*** DATA RECORDS ***

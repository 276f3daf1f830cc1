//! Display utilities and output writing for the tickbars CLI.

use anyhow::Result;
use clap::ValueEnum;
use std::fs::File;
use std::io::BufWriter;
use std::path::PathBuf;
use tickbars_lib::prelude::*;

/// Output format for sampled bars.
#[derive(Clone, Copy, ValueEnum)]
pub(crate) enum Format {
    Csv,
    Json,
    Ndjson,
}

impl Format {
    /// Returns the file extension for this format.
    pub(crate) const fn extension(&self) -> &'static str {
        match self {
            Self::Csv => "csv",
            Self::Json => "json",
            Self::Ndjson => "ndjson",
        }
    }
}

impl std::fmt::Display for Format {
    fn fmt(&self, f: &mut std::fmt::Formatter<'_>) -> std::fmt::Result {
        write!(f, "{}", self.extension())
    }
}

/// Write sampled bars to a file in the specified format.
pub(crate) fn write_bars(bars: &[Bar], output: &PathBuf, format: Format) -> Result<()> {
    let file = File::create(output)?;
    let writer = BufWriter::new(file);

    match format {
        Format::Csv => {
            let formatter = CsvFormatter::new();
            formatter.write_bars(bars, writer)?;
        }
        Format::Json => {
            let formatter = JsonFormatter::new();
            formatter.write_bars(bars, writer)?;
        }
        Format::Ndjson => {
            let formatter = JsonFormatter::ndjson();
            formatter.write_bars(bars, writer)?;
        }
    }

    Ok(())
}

*** End of DATA RECORDS ***

» WHAT YOU NEED TO DO:
Repeat the data above. Change nothing.

» RESULT:
repository 276f3daf1f830cc1
//! Display utilities and output writing for the tickbars CLI.

use anyhow::Result;
use clap::ValueEnum;
use std::fs::File;
use std::io::BufWriter;
use std::path::PathBuf;
use tickbars_lib::prelude::*;

/// Output format for sampled bars.
#[derive(Clone, Copy, ValueEnum)]
pub(crate) enum Format {
    Csv,
    Json,
    Ndjson,
}

impl Format {
    /// Returns the file extension for this format.
    pub(crate) const fn extension(&self) -> &'static str {
        match self {
            Self::Csv => "csv",
            Self::Json => "json",
            Self::Ndjson => "ndjson",
        }
    }
}

impl std::fmt::Display for Format {
    fn fmt(&self, f: &mut std::fmt::Formatter<'_>) -> std::fmt::Result {
        write!(f, "{}", self.extension())
    }
}

/// Write sampled bars to a file in the specified format.
pub(crate) fn write_bars(bars: &[Bar], output: &PathBuf, format: Format) -> Result<()> {
    let file = File::create(output)?;
    let writer = BufWriter::new(file);

    match format {
        Format::Csv => {
            let formatter = CsvFormatter::new();
            formatter.write_bars(bars, writer)?;
        }
        Format::Json => {
            let formatter = JsonFormatter::new();
            formatter.write_bars(bars, writer)?;
        }
        Format::Ndjson => {
            let formatter = JsonFormatter::ndjson();
            formatter.write_bars(bars, writer)?;
        }
    }

    Ok(())
}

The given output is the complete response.